Maybe that is partly because lately I feel like I have been buried by paperwork.  There is an art to this sort of thing, and although I am not bad at doing it, it is not something I really like to do.  I would much rather be out and about or just talking to other sailors in the tents.  There is a great scene in Band of Brothers (if you have not seen this series you really, really have to.  It is THE best series on war, camaraderie and sacrifice that has ever been made.  It will make you think about what you value and question if you could do what soldiers had to do during WW II.) where Cpt Dick Winters, this great combat commander, has been promoted to Battalion XO and is relegated to typing up after action reports and award write-ups.  To make it worse, his former company gets to go off on this exciting mission to help rescue some Brits.  Now, I am not in that sort of illustrious strata as the closest I get to combat is the internal battle over a second helping at dinner, but I have an inkling of what he felt like as I sift through 59 award write-ups or 37 E-5 evaluations.  Ugh.

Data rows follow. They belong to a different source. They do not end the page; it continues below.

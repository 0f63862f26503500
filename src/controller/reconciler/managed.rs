//! # Managed Reconciler
//!
//! Drives one managed resource toward its desired state:
//!
//! 1. Being deleted: mark `Deleting`, delete the external resource unless the
//!    deletion policy is `Orphan`, release the finalizer.
//! 2. Otherwise add the finalizer and observe the external resource.
//! 3. No `external-id`: adopt a same-named external resource if the adapter
//!    finds one, otherwise create it. Either way the id lands in the
//!    `external-id` annotation and nothing else is sent this pass.
//! 4. Present but drifted: update it with the full `forProvider`.
//!
//! The outcome of every pass is reported as the `Synced` condition.

use super::status::{persist_changes, StatusWriter};
use crate::crd::{Condition, DeletionPolicy, ManagedResource};
use crate::error::Result;
use crate::external::ExternalAdapter;
use crate::translator::{external_id_of, ExternalResource};
use tracing::{debug, info};

/// What Observe learned about the external resource
#[derive(Debug, Clone, Copy, Default, PartialEq, Eq)]
pub struct ExternalObservation {
    pub resource_exists: bool,
    pub resource_up_to_date: bool,
    /// The id was just learned from a name lookup
    pub adopted: bool,
}

/// What a reconcile pass did
#[derive(Debug, Clone, Copy, PartialEq, Eq)]
pub enum ReconcileOutcome {
    /// External resource exists and matches
    Observed,
    Created,
    /// `external-id` recovered from an existing external resource
    Adopted,
    Updated,
    /// External resource deleted and finalizer released
    Deleted,
    /// Finalizer released without touching the external resource
    Orphaned,
}

impl ReconcileOutcome {
    /// The managed resource is about to disappear
    #[must_use]
    pub fn is_terminal(self) -> bool {
        matches!(self, Self::Deleted | Self::Orphaned)
    }

    #[must_use]
    pub fn as_str(self) -> &'static str {
        match self {
            Self::Observed => "observed",
            Self::Created => "created",
            Self::Adopted => "adopted",
            Self::Updated => "updated",
            Self::Deleted => "deleted",
            Self::Orphaned => "orphaned",
        }
    }
}

pub struct ManagedReconciler<'a> {
    adapter: &'a dyn ExternalAdapter,
    writer: &'a dyn StatusWriter,
}

impl std::fmt::Debug for ManagedReconciler<'_> {
    fn fmt(&self, f: &mut std::fmt::Formatter<'_>) -> std::fmt::Result {
        f.debug_struct("ManagedReconciler")
            .field("adapter", &self.adapter)
            .finish_non_exhaustive()
    }
}

impl<'a> ManagedReconciler<'a> {
    #[must_use]
    pub fn new(adapter: &'a dyn ExternalAdapter, writer: &'a dyn StatusWriter) -> Self {
        Self { adapter, writer }
    }

    /// Run one reconcile pass over `mr`
    ///
    /// `mr` is updated in place with everything that was persisted.
    ///
    /// # Errors
    ///
    /// Returns the first adapter or persistence error; `Synced=False` carrying
    /// its message has been written by then when possible.
    pub async fn reconcile(&self, mr: &mut ManagedResource) -> Result<ReconcileOutcome> {
        let mut persisted = mr.clone();
        let result = self.drive(mr, &mut persisted).await;

        match result {
            Ok(outcome) if outcome.is_terminal() => Ok(outcome),
            Ok(outcome) => {
                mr.set_condition(Condition::reconcile_success());
                persist_changes(self.writer, mr, &mut persisted).await?;
                Ok(outcome)
            }
            Err(e) => {
                mr.set_condition(Condition::reconcile_error(e.to_string()));
                if let Err(persist_error) = persist_changes(self.writer, mr, &mut persisted).await {
                    debug!(error = %persist_error, "Could not record reconcile error");
                }
                Err(e)
            }
        }
    }

    async fn drive(
        &self,
        mr: &mut ManagedResource,
        persisted: &mut ManagedResource,
    ) -> Result<ReconcileOutcome> {
        if mr.is_being_deleted() {
            return self.delete(mr, persisted).await;
        }

        if mr.add_finalizer() {
            persist_changes(self.writer, mr, persisted).await?;
        }

        let observation = self.observe(mr).await?;
        if !observation.resource_exists {
            self.create(mr, persisted).await?;
            return Ok(ReconcileOutcome::Created);
        }

        // Drift on an adopted resource is handled once the id is persisted
        if observation.adopted {
            persist_changes(self.writer, mr, persisted).await?;
            return Ok(ReconcileOutcome::Adopted);
        }

        if !observation.resource_up_to_date {
            info!(resource = %mr.display_ref(), external_id = %mr.external_id(), "Updating external resource");
            self.adapter.update(mr.external_id(), mr).await?;
            persist_changes(self.writer, mr, persisted).await?;
            return Ok(ReconcileOutcome::Updated);
        }

        persist_changes(self.writer, mr, persisted).await?;
        Ok(ReconcileOutcome::Observed)
    }

    /// Look at the external resource behind `mr`
    ///
    /// On success `atProvider` holds the observed attributes and `Ready` is
    /// `Available`. A resource without `external-id` is adopted when the
    /// adapter finds one with the same name; the observation is then marked
    /// `adopted` and never reports drift.
    ///
    /// # Errors
    ///
    /// Any `get` failure, with `Ready` set to `Unavailable`.
    pub async fn observe(&self, mr: &mut ManagedResource) -> Result<ExternalObservation> {
        if mr.external_id().is_empty() {
            return match self.adapter.find_by_name(mr).await? {
                Some(found) => {
                    let id = external_id_of(&found)?;
                    info!(resource = %mr.display_ref(), external_id = %id, "Adopting existing external resource");
                    mr.set_external_id(id);
                    mr.at_provider = found;
                    mr.set_condition(Condition::available());
                    Ok(ExternalObservation {
                        resource_exists: true,
                        resource_up_to_date: true,
                        adopted: true,
                    })
                }
                None => {
                    debug!(resource = %mr.display_ref(), "No external resource yet");
                    Ok(ExternalObservation::default())
                }
            };
        }

        let observed = match self.adapter.get(mr.external_id()).await {
            Ok(found) => found,
            Err(e) => {
                mr.set_condition(Condition::unavailable());
                return Err(e);
            }
        };

        let up_to_date = self.adapter.is_up_to_date(Some(&observed), Some(&*mr))?;
        mr.at_provider = observed;
        mr.set_condition(Condition::available());
        Ok(ExternalObservation {
            resource_exists: true,
            resource_up_to_date: up_to_date,
            adopted: false,
        })
    }

    async fn create(&self, mr: &mut ManagedResource, persisted: &mut ManagedResource) -> Result<()> {
        mr.set_condition(Condition::creating());
        persist_changes(self.writer, mr, persisted).await?;

        let created: ExternalResource = self.adapter.create(mr).await?;
        let id = external_id_of(&created)?;
        info!(resource = %mr.display_ref(), external_id = %id, "Created external resource");

        mr.set_external_id(id);
        mr.at_provider = created;
        mr.set_condition(Condition::available());
        persist_changes(self.writer, mr, persisted).await
    }

    async fn delete(
        &self,
        mr: &mut ManagedResource,
        persisted: &mut ManagedResource,
    ) -> Result<ReconcileOutcome> {
        if !mr.has_finalizer() {
            return Ok(ReconcileOutcome::Orphaned);
        }

        mr.set_condition(Condition::deleting());
        persist_changes(self.writer, mr, persisted).await?;

        let external_id = mr.external_id().to_string();
        let outcome = if mr.deletion_policy == DeletionPolicy::Orphan {
            info!(resource = %mr.display_ref(), external_id = %external_id, "Orphaning external resource");
            ReconcileOutcome::Orphaned
        } else {
            if !external_id.is_empty() {
                info!(resource = %mr.display_ref(), external_id = %external_id, "Deleting external resource");
                self.adapter.delete(&external_id).await?;
            }
            ReconcileOutcome::Deleted
        };

        mr.remove_finalizer();
        persist_changes(self.writer, mr, persisted).await?;
        Ok(outcome)
    }
}
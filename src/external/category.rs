//! # Category Adapter
//!
//! Categories live under the store-scoped `/rest/default/V1/categories`
//! collection and cannot be fetched by id directly; single lookups go
//! through the search endpoint at `categories/list`.

use super::generic::GenericAdapter;
use super::{expect_ok, metered, read_resource, ExternalAdapter};
use crate::client::MagentoClient;
use crate::crd::ManagedResource;
use crate::error::{ProviderError, Result};
use crate::translator::ExternalResource;
use async_trait::async_trait;
use kube::api::ApiResource;
use serde_json::Value;
use tracing::debug;

/// Collection path of categories
pub const CATEGORY_PATH: &str = "/rest/default/V1/categories";

/// Fields compared when deciding whether a category needs an update
pub const CATEGORY_FIELDS: &[&str] = &["name", "include_in_menu", "parent_id", "position", "level"];

const FILTER_FIELD: &str = "searchCriteria[filterGroups][0][filters][0][field]";
const FILTER_VALUE: &str = "searchCriteria[filterGroups][0][filters][0][value]";

/// Adapter for the `Category` kind
#[derive(Debug, Clone)]
pub struct CategoryAdapter {
    inner: GenericAdapter,
}

impl CategoryAdapter {
    #[must_use]
    pub fn new(client: MagentoClient, ar: &ApiResource) -> Self {
        Self {
            inner: GenericAdapter::new(client, ar)
                .with_path(CATEGORY_PATH)
                .with_fields(CATEGORY_FIELDS),
        }
    }

    /// First item of a `categories/list` search filtered on `field = value`
    ///
    /// A non-200 answer is an [`ProviderError::UnexpectedStatus`], never an
    /// empty result.
    async fn search(&self, field: &str, value: &str) -> Result<Option<ExternalResource>> {
        let response = self
            .inner
            .client()
            .get("list", &[(FILTER_FIELD, field), (FILTER_VALUE, value)])
            .await?;
        let response = expect_ok(response).await?;
        let mut results = read_resource(response).await?;
        let first = match results.remove("items") {
            Some(Value::Array(items)) => items.into_iter().next(),
            _ => None,
        };
        match first {
            Some(Value::Object(item)) => Ok(Some(item)),
            Some(_) => Err(ProviderError::ShapeMismatch("items[0]".to_string())),
            None => Ok(None),
        }
    }
}

#[async_trait]
impl ExternalAdapter for CategoryAdapter {
    fn kind(&self) -> &str {
        self.inner.kind()
    }

    async fn get(&self, external_id: &str) -> Result<ExternalResource> {
        if external_id.is_empty() {
            return Err(self.inner.not_found(external_id));
        }
        metered(self.kind(), "get", async {
            match self.search("entity_id", external_id).await {
                Ok(found) => found.ok_or_else(|| self.inner.not_found(external_id)),
                Err(ProviderError::UnexpectedStatus { status, .. }) => {
                    debug!(id = external_id, status, "Category lookup failed");
                    Err(self.inner.not_found(external_id))
                }
                Err(e) => Err(e),
            }
        })
        .await
    }

    async fn create(&self, desired: &ManagedResource) -> Result<ExternalResource> {
        self.inner.create(desired).await
    }

    async fn update(&self, external_id: &str, desired: &ManagedResource) -> Result<()> {
        self.inner.update(external_id, desired).await
    }

    async fn delete(&self, external_id: &str) -> Result<()> {
        self.inner.delete(external_id).await
    }

    fn is_up_to_date(
        &self,
        observed: Option<&ExternalResource>,
        desired: Option<&ManagedResource>,
    ) -> Result<bool> {
        self.inner.is_up_to_date(observed, desired)
    }

    async fn find_by_name(&self, desired: &ManagedResource) -> Result<Option<ExternalResource>> {
        let Some(name) = desired.for_provider.get("name").and_then(Value::as_str) else {
            return Ok(None);
        };
        if name.is_empty() {
            return Ok(None);
        }
        metered(self.kind(), "find_by_name", self.search("name", name)).await
    }
}
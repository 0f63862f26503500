//! # Generic Adapter
//!
//! Serves any kind whose collection lives at `/rest/<VERSION>/<plural>` and
//! whose payload is wrapped in an envelope named after the lowercased kind.

use super::{expect_ok, metered, read_resource, ExternalAdapter};
use crate::client::MagentoClient;
use crate::constants::REST_PREFIX;
use crate::crd::ManagedResource;
use crate::error::{ProviderError, Result};
use crate::translator::{self, ExternalResource};
use async_trait::async_trait;
use kube::api::ApiResource;
use serde_json::{Map, Value};
use tracing::{info, warn};

/// Fields compared for kinds without a dedicated adapter
pub const GENERIC_FIELDS: &[&str] = &["name"];

/// Collection path of a kind, e.g. `/rest/V1/products`
#[must_use]
pub fn collection_path(ar: &ApiResource) -> String {
    format!("{REST_PREFIX}/{}/{}", ar.version.to_uppercase(), ar.plural)
}

/// Envelope key wrapping a kind's payload, e.g. `category`
#[must_use]
pub fn envelope_key(kind: &str) -> String {
    kind.to_lowercase()
}

/// Untyped CRUD adapter for any discovered kind
#[derive(Debug, Clone)]
pub struct GenericAdapter {
    client: MagentoClient,
    kind: String,
    fields: &'static [&'static str],
}

impl GenericAdapter {
    /// Bind `client` to the collection path of `ar`
    #[must_use]
    pub fn new(client: MagentoClient, ar: &ApiResource) -> Self {
        Self {
            client: client.with_path(collection_path(ar)),
            kind: ar.kind.clone(),
            fields: GENERIC_FIELDS,
        }
    }

    /// Use `path` instead of the derived collection path
    #[must_use]
    pub fn with_path(mut self, path: &str) -> Self {
        self.client.set_path(path);
        self
    }

    /// Compare over `fields` instead of [`GENERIC_FIELDS`]
    #[must_use]
    pub fn with_fields(mut self, fields: &'static [&'static str]) -> Self {
        self.fields = fields;
        self
    }

    #[must_use]
    pub fn client(&self) -> &MagentoClient {
        &self.client
    }

    fn envelope(&self, desired: &ManagedResource) -> Value {
        let mut body = Map::new();
        body.insert(
            envelope_key(&self.kind),
            Value::Object(desired.for_provider.clone()),
        );
        Value::Object(body)
    }

    pub(crate) fn not_found(&self, id: &str) -> ProviderError {
        ProviderError::NotFound {
            id: id.to_string(),
            path: self.client.path().to_string(),
        }
    }
}

#[async_trait]
impl ExternalAdapter for GenericAdapter {
    fn kind(&self) -> &str {
        &self.kind
    }

    async fn get(&self, external_id: &str) -> Result<ExternalResource> {
        if external_id.is_empty() {
            return Err(self.not_found(external_id));
        }
        metered(&self.kind, "get", async {
            let response = self.client.get(external_id, &[]).await?;
            if response.status() != reqwest::StatusCode::OK {
                return Err(self.not_found(external_id));
            }
            read_resource(response).await
        })
        .await
    }

    async fn create(&self, desired: &ManagedResource) -> Result<ExternalResource> {
        metered(&self.kind, "create", async {
            let response = self.client.post(&self.envelope(desired)).await?;
            let created = read_resource(expect_ok(response).await?).await?;
            info!(kind = %self.kind, name = desired.name(), "Created external resource");
            Ok(created)
        })
        .await
    }

    async fn update(&self, external_id: &str, desired: &ManagedResource) -> Result<()> {
        metered(&self.kind, "update", async {
            let response = self.client.put(external_id, &self.envelope(desired)).await?;
            expect_ok(response).await?;
            info!(kind = %self.kind, id = external_id, "Updated external resource");
            Ok(())
        })
        .await
    }

    async fn delete(&self, external_id: &str) -> Result<()> {
        metered(&self.kind, "delete", async {
            let response = self.client.delete(external_id).await?;
            if response.status().is_success() {
                info!(kind = %self.kind, id = external_id, "Deleted external resource");
            } else {
                warn!(
                    kind = %self.kind,
                    id = external_id,
                    status = response.status().as_u16(),
                    "Magento API did not confirm deletion"
                );
            }
            Ok(())
        })
        .await
    }

    fn is_up_to_date(
        &self,
        observed: Option<&ExternalResource>,
        desired: Option<&ManagedResource>,
    ) -> Result<bool> {
        let (Some(observed), Some(desired)) = (observed, desired) else {
            return Err(ProviderError::NilInput);
        };
        Ok(translator::is_up_to_date(
            observed,
            &desired.for_provider,
            self.fields,
        ))
    }
}
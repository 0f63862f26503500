//! # Adapter Registry
//!
//! Maps kind names to dedicated adapter factories. Kinds without an entry
//! get the [`GenericAdapter`].

use super::{CategoryAdapter, ExternalAdapter, GenericAdapter};
use crate::client::MagentoClient;
use kube::api::ApiResource;
use std::collections::HashMap;

/// Builds a dedicated adapter for one kind
pub type AdapterFactory = fn(MagentoClient, &ApiResource) -> Box<dyn ExternalAdapter>;

#[derive(Debug, Clone, Default)]
pub struct AdapterRegistry {
    factories: HashMap<String, AdapterFactory>,
}

impl AdapterRegistry {
    /// Registry with no dedicated adapters
    #[must_use]
    pub fn empty() -> Self {
        Self::default()
    }

    /// Registry with every dedicated adapter this crate ships
    #[must_use]
    pub fn with_builtin() -> Self {
        let mut registry = Self::empty();
        registry.register("Category", |client, ar| {
            Box::new(CategoryAdapter::new(client, ar))
        });
        registry
    }

    pub fn register(&mut self, kind: impl Into<String>, factory: AdapterFactory) {
        self.factories.insert(kind.into(), factory);
    }

    #[must_use]
    pub fn has_dedicated(&self, kind: &str) -> bool {
        self.factories.contains_key(kind)
    }

    /// Adapter for `ar`, bound to `client`
    #[must_use]
    pub fn adapter_for(&self, client: MagentoClient, ar: &ApiResource) -> Box<dyn ExternalAdapter> {
        match self.factories.get(&ar.kind) {
            Some(factory) => factory(client, ar),
            None => Box::new(GenericAdapter::new(client, ar)),
        }
    }
}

So I got some family reaction from the story on near misses in the car.  It really wasn’t that bad, I can think of dozens of near misses at home, but in other fashions.  These were incidents that encapsulate what driving is like in this country, they are probably 50 years behind us in driver safety (I can’t even count the number of kids I have seen roaming around inside cars) but have all the benefits/distractions of modern technology such as cell phones, GPS, and lots of horsepower.  There are signs all over Camp Arifjan that Kuwait is dangerous for driving and that we need to be careful as they had something like 500 fatalities on the roads last year, which is quite a few in a country of about 3 million people the size of New Jersey.  I think I have mentioned before that they leave the wrecks along the side of the road for a while (As a warning?  As a distraction intended to lead to more accidents?  I don’t know.)  This was one we saw on our way back from the port of Ash Shuaybah on Tuesday.



This is a huge week for Kuwaiti holidays.  They celebrated National Day on Monday; that commemorates their independence from Great Britain in 1961, and Liberation Day on Tuesday celebrating the day Iraq withdrew from Kuwait in 1991.  The locals mainly took to their desert camps this week and launched fireworks, drove around on ATVs and I guess in general enjoyed a week off.  Unfortunately the past few days have brought wicked winds whipping across the desert (how about that alliteration!), I would guess gusts are up around 40mph.  Their tents all managed to stay standing, though; I guess they are used to this sort of weather.  It is hard to believe that Iraq’s invasion of Kuwait was only a little more than 20 years ago and that our invasion of Iraq was only 10 years ago (the tenth anniversary is right after St Paddy’s Day in fact).  This country was pretty much devastated by the Iraqi withdrawal - I remember reading about lakes of oil, hundreds of oil well fires and millions of gallons of oil dumped into the Persian Gulf.  When I was on the USS Kalamazoo we spent some quality time doing circles in the Gulf in 1992 and again in 1994 and I very clearly recall the mess.  There were still Iraqi mines floating around even in ’94.  You would never know how bad it was now, those marks have all been erased in Kuwait and replaced with plain old trash in the desert.

Oh, and I shaved my head for the first time in 20+ years.  All this as we roll into Mustache March!